Despite this, it manages to get across that libertarianism is very environmentally friendly, so it is a good book for your friends who care about saving marine life and habitats. It tries very hard to be inclusive of environmentalists, socialists, progressives, anyone who might want to get involved in seasteading. But it never sacrifices libertarian principles to make the case.

In fact, more than making the case for seasteads, it makes the case for freedom. It makes the case that charity is not scalable, and only profits can bring improvements to the whole world for the long term. That alone makes it a worthwhile read for libertarians. But the fun ideas, new technologies, and gentle approach make it a good book to have for handing out to potential libertarians who just need a little inspiration.

Quirk also implicitly makes the case for libertarianism by pointing out important historical examples of freedom causing massive wealth (South Korea, Hong Kong, Singapore). He also goes over some revisionist history and provides nice explanations of how freedom has been essential for progress in Europe, China, and the US. For the United States, he argues that success came not from the constitution, but competition among the states.
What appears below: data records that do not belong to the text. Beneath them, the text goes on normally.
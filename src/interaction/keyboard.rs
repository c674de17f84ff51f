use serde::{Deserialize, Serialize};

/// Keys the timeline reacts to; everything else is ignored.
#[derive(Debug, Clone, Copy, PartialEq, Eq, Serialize, Deserialize)]
pub enum TimelineKey {
    ArrowLeft,
    ArrowRight,
    Enter,
    Space,
}

impl TimelineKey {
    /// Maps a DOM-style key name (`KeyboardEvent.key`/`code`) to a key.
    #[must_use]
    pub fn from_code(code: &str) -> Option<Self> {
        match code {
            "ArrowLeft" | "Left" => Some(Self::ArrowLeft),
            "ArrowRight" | "Right" => Some(Self::ArrowRight),
            "Enter" | "NumpadEnter" => Some(Self::Enter),
            "Space" | " " | "Spacebar" => Some(Self::Space),
            _ => None,
        }
    }
}

#[derive(Debug, Clone, Copy, PartialEq, Eq)]
pub enum KeyCommand {
    /// Move the playhead by a signed offset in ms, then snap.
    StepBy(i64),
    TogglePlayback,
}

impl KeyCommand {
    #[must_use]
    pub fn for_key(key: TimelineKey, step_ms: i64) -> Self {
        let step_ms = step_ms.max(1);
        match key {
            TimelineKey::ArrowLeft => Self::StepBy(-step_ms),
            TimelineKey::ArrowRight => Self::StepBy(step_ms),
            TimelineKey::Enter | TimelineKey::Space => Self::TogglePlayback,
        }
    }
}

#[cfg(test)]
mod tests {
    use super::{KeyCommand, TimelineKey};

    #[test]
    fn arrows_step_and_enter_toggles() {
        let left = TimelineKey::from_code("ArrowLeft").expect("left");
        assert_eq!(KeyCommand::for_key(left, 5_000), KeyCommand::StepBy(-5_000));
        let space = TimelineKey::from_code(" ").expect("space");
        assert_eq!(KeyCommand::for_key(space, 5_000), KeyCommand::TogglePlayback);
        assert_eq!(TimelineKey::from_code("KeyA"), None);
    }
}
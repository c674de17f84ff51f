use crate::core::{
    GraduationGenerator, IntervalIndex, LabelCalendar, MidpointTieBreak, Viewport, WallClock,
    ZoomPanController,
};
use crate::extensions::TimelineListener;
use crate::interaction::{DragStateMachine, HoverIndicator, PlaybackClock, PlayheadState};

use super::TimelineStyle;

/// Internal engine state used by the public facade (`TimelineEngine`).
pub(super) struct EngineCore {
    pub(super) model: TimelineModel,
    pub(super) interaction: TimelineInteractionState,
    pub(super) presentation: TimelinePresentationState,
    pub(super) runtime: TimelineRuntimeState,
}

/// Axis geometry and the data the playhead is constrained by.
pub(super) struct TimelineModel {
    pub(super) viewport: Viewport,
    pub(super) zoom_pan: ZoomPanController,
    pub(super) intervals: IntervalIndex,
    pub(super) start_threshold: i64,
    pub(super) end_threshold: i64,
    pub(super) tie_break: MidpointTieBreak,
}

pub(super) struct TimelineInteractionState {
    pub(super) playhead: PlayheadState,
    pub(super) drag: DragStateMachine,
    pub(super) hover: Option<HoverIndicator>,
    pub(super) playback: PlaybackClock,
    pub(super) step_forward_ms: i64,
}

pub(super) struct TimelinePresentationState {
    pub(super) style: TimelineStyle,
    pub(super) graduations: GraduationGenerator,
    pub(super) calendar: LabelCalendar,
}

pub(super) struct TimelineRuntimeState {
    pub(super) clock: Box<dyn WallClock>,
    pub(super) listeners: Vec<Box<dyn TimelineListener>>,
}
Even more interesting, Quirk relates the tale of 18 farmers and bureaucrat who resisted the government and set the stage for the capitalist revolution in China.

With a wide range of topics, and a very different flavor from most libertarian books, ancaps should read Seasteading and keep it on hand. It has good lessons and good ideas that can be shared with those excited about the sea. Quirk says that the greatest evil is the superstition that people belong to governments that they didn’tchoose. He states that people should be able to opt out of governments. And he places great emphasis on having a diversity of experiments, testing, and breaking away from the bloody military empires of the 20th century.

An informative and occasionally hilarious book about bringing anarcho-capitalism to the high seas. Five Murrays.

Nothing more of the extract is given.